Workshops > Workshop 1A - 11:35-1:30

Automated data extraction techniques for sociophonetic corpus research

Keelan Evanini and William Labov
University of Pennsylvania

The standard practice in sociophonetic research is to extract acoustic measurements manually from the audio file, with the help of a speech analysis program, such as Praat. It has long been maintained that manual annotation is necessary in order to collect valid and reliable measurements. However, due to the time involved in such manual analysis, adherence to this procedure means that sociolinguistic corpora analyzed in this manner must be relatively small. Analyses involving larger corpora take several years to complete, e.g. Labov, Ash, and Boberg (2006). In addition to being labor-intensive, manual analysis of one particular acoustic feature in a corpus does not prepare the corpus for future research of other acoustic phenomena. For these reasons, it is clear that the development and refinement of automated methods of sociophonetic analysis is necessary for producing large-scale studies with reproducible results.

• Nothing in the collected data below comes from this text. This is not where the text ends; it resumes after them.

//! The persistent receipt cache.
//!
//! The whole cache is one JSON object stored under a single key:
//!
//! ```json
//! { "<chain id>": { "<tx hash>": <TransactionReceipt> } }
//! ```
//!
//! Every write reads the current object, merges the new receipt into it and writes the
//! whole object back in one [`KeyValueStore::update`], so caches sharing a store never
//! drop each other's entries. Entries are never evicted.

use crate::{CacheError, KeyValueStore, TransactionReceipt};
use alloy_primitives::{B256, hex};
use serde_json::Value;
use std::{collections::BTreeMap, sync::Arc};

/// The decoded contents of the receipt cache.
#[derive(Debug, Clone, Default, PartialEq, Eq)]
pub struct CachedReceipts {
    chains: BTreeMap<String, BTreeMap<String, TransactionReceipt>>,
}

impl CachedReceipts {
    /// Decodes the persisted cache object.
    ///
    /// Every record of every chain is decoded. A record that fails to decode is dropped
    /// with a warning; the remaining records are kept.
    pub fn decode(raw: &str) -> Result<Self, serde_json::Error> {
        let raw: BTreeMap<String, BTreeMap<String, Value>> = serde_json::from_str(raw)?;
        let mut chains = BTreeMap::new();
        for (chain, records) in raw {
            let mut decoded = BTreeMap::new();
            for (hash, record) in records {
                match serde_json::from_value::<TransactionReceipt>(record) {
                    Ok(receipt) => {
                        decoded.insert(hash, receipt);
                    }
                    Err(err) => {
                        warn!(
                            target: "accelerator::cache",
                            chain = %chain,
                            hash = %hash,
                            %err,
                            "Dropping undecodable cached receipt"
                        );
                    }
                }
            }
            chains.insert(chain, decoded);
        }
        Ok(Self { chains })
    }

    /// Encodes the cache into its persisted JSON form.
    pub fn encode(&self) -> Result<String, serde_json::Error> {
        serde_json::to_string(&self.chains)
    }

    /// Returns the receipt cached for the given chain and transaction hash.
    pub fn get(&self, chain_id: u64, hash: &B256) -> Option<&TransactionReceipt> {
        self.chains.get(&chain_key(chain_id))?.get(&hash_key(hash))
    }

    /// Inserts a receipt, overwriting any previous entry for the same transaction.
    pub fn insert(&mut self, chain_id: u64, receipt: TransactionReceipt) {
        self.chains
            .entry(chain_key(chain_id))
            .or_default()
            .insert(hash_key(&receipt.transaction_hash), receipt);
    }

    /// Returns the total number of cached receipts.
    pub fn len(&self) -> usize {
        self.chains.values().map(BTreeMap::len).sum()
    }

    /// Returns true if no receipts are cached.
    pub fn is_empty(&self) -> bool {
        self.len() == 0
    }

    /// Returns the number of cached receipts per chain, keyed by the chain as stored.
    pub fn counts(&self) -> BTreeMap<String, usize> {
        self.chains.iter().map(|(chain, records)| (chain.clone(), records.len())).collect()
    }
}

fn chain_key(chain_id: u64) -> String {
    chain_id.to_string()
}

fn hash_key(hash: &B256) -> String {
    hex::encode_prefixed(hash)
}

/// A receipt cache persisted in a [`KeyValueStore`].
#[derive(Debug, Clone)]
pub struct ReceiptCache {
    store: Option<Arc<dyn KeyValueStore>>,
    key: String,
}

impl ReceiptCache {
    /// Creates a [`ReceiptCache`] persisted under `key`.
    ///
    /// A `None` store yields a cache that never hits and silently discards writes.
    pub fn new(store: Option<Arc<dyn KeyValueStore>>, key: impl Into<String>) -> Self {
        Self { store, key: key.into() }
    }

    /// Returns true if the cache has a backing store.
    pub const fn is_persistent(&self) -> bool {
        self.store.is_some()
    }

    /// Returns the storage key of the cache.
    pub fn key(&self) -> &str {
        &self.key
    }

    /// Loads the full cache.
    ///
    /// Never fails: a missing store, an absent key, a storage read error or malformed
    /// contents all yield an empty cache.
    pub fn load(&self) -> CachedReceipts {
        let Some(store) = &self.store else {
            return CachedReceipts::default();
        };
        let raw = match store.get_item(&self.key) {
            Ok(Some(raw)) => raw,
            Ok(None) => return CachedReceipts::default(),
            Err(err) => {
                warn!(
                    target: "accelerator::cache",
                    key = %self.key,
                    %err,
                    "Failed to read receipt cache"
                );
                return CachedReceipts::default();
            }
        };
        self.decode_lossy(&raw)
    }

    /// Decodes `raw`, treating malformed contents as an empty cache.
    fn decode_lossy(&self, raw: &str) -> CachedReceipts {
        CachedReceipts::decode(raw).unwrap_or_else(|err| {
            warn!(
                target: "accelerator::cache",
                key = %self.key,
                %err,
                "Malformed receipt cache, treating as empty"
            );
            CachedReceipts::default()
        })
    }

    /// Returns the cached receipt for the given chain and transaction hash, if any.
    pub fn get(&self, chain_id: u64, hash: &B256) -> Option<TransactionReceipt> {
        self.load().get(chain_id, hash).cloned()
    }

    /// Returns the number of cached receipts per chain.
    pub fn stats(&self) -> BTreeMap<String, usize> {
        self.load().counts()
    }

    /// Persists a receipt, merging it into the receipts already cached for every chain.
    ///
    /// The merge runs inside a single store update. If the current contents cannot be read
    /// the write is abandoned and the stored cache is left as is.
    pub fn insert(&self, chain_id: u64, receipt: TransactionReceipt) -> Result<(), CacheError> {
        let Some(store) = &self.store else {
            return Ok(());
        };
        let mut receipt = Some(receipt);
        let mut encode_error = None;
        store.update(&self.key, &mut |current| {
            let mut cached = current.map(|raw| self.decode_lossy(&raw)).unwrap_or_default();
            cached.insert(chain_id, receipt.take()?);
            cached.encode().map_err(|err| encode_error = Some(err)).ok()
        })?;
        encode_error.map_or(Ok(()), |err| Err(err.into()))
    }

    /// Removes the persisted cache entirely.
    pub fn clear(&self) -> Result<(), CacheError> {
        let Some(store) = &self.store else {
            return Ok(());
        };
        store.remove_item(&self.key)?;
        Ok(())
    }
}

#[cfg(test)]
mod tests {
    use super::*;
    use crate::{MemoryStore, StorageError, test_utils::sample_receipt};
    use alloy_primitives::U256;
    use std::{
        sync::atomic::{AtomicBool, Ordering},
        time::Duration,
    };

    fn memory_cache() -> (Arc<MemoryStore>, ReceiptCache) {
        let store = Arc::new(MemoryStore::new());
        let cache = ReceiptCache::new(Some(store.clone() as Arc<dyn KeyValueStore>), "test:cache");
        (store, cache)
    }

    #[derive(Debug)]
    struct BrokenStore;

    impl KeyValueStore for BrokenStore {
        fn get_item(&self, _key: &str) -> Result<Option<String>, StorageError> {
            Err(StorageError::Unavailable("read".to_string()))
        }

        fn set_item(&self, _key: &str, _value: &str) -> Result<(), StorageError> {
            Err(StorageError::Unavailable("quota exceeded".to_string()))
        }

        fn remove_item(&self, _key: &str) -> Result<(), StorageError> {
            Err(StorageError::Unavailable("remove".to_string()))
        }

        fn update(
            &self,
            _key: &str,
            _f: &mut dyn FnMut(Option<String>) -> Option<String>,
        ) -> Result<(), StorageError> {
            Err(StorageError::Unavailable("read".to_string()))
        }
    }

    /// A [`MemoryStore`] that stalls inside every update and can fail the next read.
    #[derive(Debug, Default)]
    struct SlowStore {
        inner: MemoryStore,
        fail_next_read: AtomicBool,
    }

    impl SlowStore {
        fn check_read(&self) -> Result<(), StorageError> {
            if self.fail_next_read.swap(false, Ordering::SeqCst) {
                return Err(StorageError::Unavailable("read timed out".to_string()));
            }
            Ok(())
        }
    }

    impl KeyValueStore for SlowStore {
        fn get_item(&self, key: &str) -> Result<Option<String>, StorageError> {
            self.check_read()?;
            self.inner.get_item(key)
        }

        fn set_item(&self, key: &str, value: &str) -> Result<(), StorageError> {
            self.inner.set_item(key, value)
        }

        fn remove_item(&self, key: &str) -> Result<(), StorageError> {
            self.inner.remove_item(key)
        }

        fn update(
            &self,
            key: &str,
            f: &mut dyn FnMut(Option<String>) -> Option<String>,
        ) -> Result<(), StorageError> {
            self.check_read()?;
            self.inner.update(key, &mut |current| {
                std::thread::sleep(Duration::from_millis(20));
                f(current)
            })
        }
    }

    #[test]
    fn test_insert_and_get() {
        let (_, cache) = memory_cache();
        let hash = B256::repeat_byte(0xaa);
        assert_eq!(cache.get(1, &hash), None);

        let receipt = sample_receipt(hash, 70, 1);
        cache.insert(1, receipt.clone()).unwrap();
        assert_eq!(cache.get(1, &hash), Some(receipt));
        assert_eq!(cache.get(10, &hash), None);
    }

    #[test]
    fn test_insert_merges_across_chains() {
        let (_, cache) = memory_cache();
        let a = sample_receipt(B256::repeat_byte(0x01), 70, 1);
        let b = sample_receipt(B256::repeat_byte(0x02), 70, 1);
        let c = sample_receipt(B256::repeat_byte(0x03), 70, 1);

        cache.insert(1, a.clone()).unwrap();
        cache.insert(1, b.clone()).unwrap();
        cache.insert(421614, c.clone()).unwrap();

        let loaded = cache.load();
        assert_eq!(loaded.len(), 3);
        assert_eq!(loaded.get(1, &a.transaction_hash), Some(&a));
        assert_eq!(loaded.get(1, &b.transaction_hash), Some(&b));
        assert_eq!(loaded.get(421614, &c.transaction_hash), Some(&c));
        assert_eq!(loaded.counts().get("1"), Some(&2));
        assert_eq!(
            cache.stats(),
            BTreeMap::from([("1".to_string(), 2), ("421614".to_string(), 1)])
        );
    }

    #[test]
    fn test_insert_overwrites_whole_entry() {
        let (_, cache) = memory_cache();
        let hash = B256::repeat_byte(0x04);
        cache.insert(1, sample_receipt(hash, 65, 1)).unwrap();
        cache.insert(1, sample_receipt(hash, 90, 1)).unwrap();
        assert_eq!(cache.get(1, &hash).map(|r| r.confirmations), Some(90));
        assert_eq!(cache.load().len(), 1);
    }

    #[test]
    fn test_persisted_layout() {
        let (store, cache) = memory_cache();
        let hash = B256::repeat_byte(0x05);
        let mut receipt = sample_receipt(hash, 70, 1);
        receipt.gas_used = U256::from(123_456u64);
        cache.insert(42161, receipt).unwrap();

        let raw = store.get_item("test:cache").unwrap().unwrap();
        let value: Value = serde_json::from_str(&raw).unwrap();
        let record = &value["42161"][hex::encode_prefixed(hash)];
        assert_eq!(record["gasUsed"]["_type"], "BigNumber");
        assert_eq!(record["gasUsed"]["_data"], "123456");
    }

    #[test]
    fn test_malformed_store_is_empty() {
        let (store, cache) = memory_cache();
        store.set_item("test:cache", "{not json").unwrap();
        assert!(cache.load().is_empty());

        store.set_item("test:cache", "[1, 2, 3]").unwrap();
        assert!(cache.load().is_empty());

        // A write replaces the unreadable blob.
        let receipt = sample_receipt(B256::repeat_byte(0x06), 70, 1);
        cache.insert(1, receipt.clone()).unwrap();
        assert_eq!(cache.get(1, &receipt.transaction_hash), Some(receipt));
    }

    #[test]
    fn test_undecodable_record_is_dropped() {
        let (store, cache) = memory_cache();
        let good = sample_receipt(B256::repeat_byte(0x07), 70, 1);
        let mut raw: BTreeMap<String, BTreeMap<String, Value>> = BTreeMap::new();
        let chain = raw.entry("1".to_string()).or_default();
        chain.insert(
            hex::encode_prefixed(good.transaction_hash),
            serde_json::to_value(&good).unwrap(),
        );
        chain.insert(
            hex::encode_prefixed(B256::repeat_byte(0x08)),
            serde_json::json!({ "bogus": true }),
        );
        store.set_item("test:cache", &serde_json::to_string(&raw).unwrap()).unwrap();

        let loaded = cache.load();
        assert_eq!(loaded.len(), 1);
        assert_eq!(loaded.get(1, &good.transaction_hash), Some(&good));
    }

    #[test]
    fn test_without_store() {
        let cache = ReceiptCache::new(None, "test:cache");
        let receipt = sample_receipt(B256::repeat_byte(0x09), 70, 1);
        assert!(!cache.is_persistent());
        cache.insert(1, receipt.clone()).unwrap();
        assert_eq!(cache.get(1, &receipt.transaction_hash), None);
        cache.clear().unwrap();
    }

    #[test]
    fn test_broken_store() {
        let cache = ReceiptCache::new(Some(Arc::new(BrokenStore)), "test:cache");
        let receipt = sample_receipt(B256::repeat_byte(0x0a), 70, 1);
        assert!(cache.load().is_empty());
        assert!(matches!(cache.insert(1, receipt), Err(CacheError::Storage(_))));
    }

    #[test]
    fn test_clear() {
        let (store, cache) = memory_cache();
        cache.insert(1, sample_receipt(B256::repeat_byte(0x0b), 70, 1)).unwrap();
        assert!(store.contains_key("test:cache"));
        cache.clear().unwrap();
        assert!(!store.contains_key("test:cache"));
        assert!(cache.load().is_empty());
    }

    #[test]
    fn test_caches_sharing_a_store_keep_each_others_entries() {
        let store = Arc::new(SlowStore::default());
        let mainnet = ReceiptCache::new(Some(store.clone()), "test:cache");
        let rollup = ReceiptCache::new(Some(store.clone()), "test:cache");
        let a = sample_receipt(B256::repeat_byte(0x0c), 70, 1);
        let b = sample_receipt(B256::repeat_byte(0x0d), 10, 1);

        std::thread::scope(|scope| {
            scope.spawn(|| mainnet.insert(1, a.clone()).unwrap());
            scope.spawn(|| rollup.insert(421614, b.clone()).unwrap());
        });

        let loaded = mainnet.load();
        assert_eq!(loaded.get(1, &a.transaction_hash), Some(&a));
        assert_eq!(loaded.get(421614, &b.transaction_hash), Some(&b));
        assert_eq!(
            rollup.stats(),
            BTreeMap::from([("1".to_string(), 1), ("421614".to_string(), 1)])
        );
    }

    #[test]
    fn test_insert_after_failed_read_keeps_stored_receipts() {
        let store = Arc::new(SlowStore::default());
        let cache = ReceiptCache::new(Some(store.clone()), "test:cache");
        cache.insert(1, sample_receipt(B256::repeat_byte(0x0e), 70, 1)).unwrap();
        cache.insert(42161, sample_receipt(B256::repeat_byte(0x0f), 70, 1)).unwrap();
        let before = cache.stats();

        store.fail_next_read.store(true, Ordering::SeqCst);
        let result = cache.insert(10, sample_receipt(B256::repeat_byte(0x10), 70, 1));

        assert!(matches!(result, Err(CacheError::Storage(StorageError::Unavailable(_)))));
        assert_eq!(cache.stats(), before);
        assert_eq!(before.len(), 2);
    }
}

In the first part of this workshop, we will discuss reasons why manual measurements have been considered necessary in the past. Focusing on the specific case of vowel formant measurement, we will present examples where corrections by human annotators are necessary to improve upon automatically produced measurements, and we will discuss why such issues have led to an enduring preference for manual measurements in sociophonetic research.

In the second part of the workshop, we will present the technique of Forced workshop, we will present the technique of Forced Alignment (FA), which takes as input an audio file and its transcription and outputs time stamps on both the word level and on the phoneme level. This information allows acoustic information to be extracted for any individual token or all tokens in a phonemic class. It also creates a corpus that can be searched quickly in case a manual analysis is still desired. We will argue that the application of FA to sociophonetic research will lead to a great increase in the amount of data and types of phenomena that can be analyzed.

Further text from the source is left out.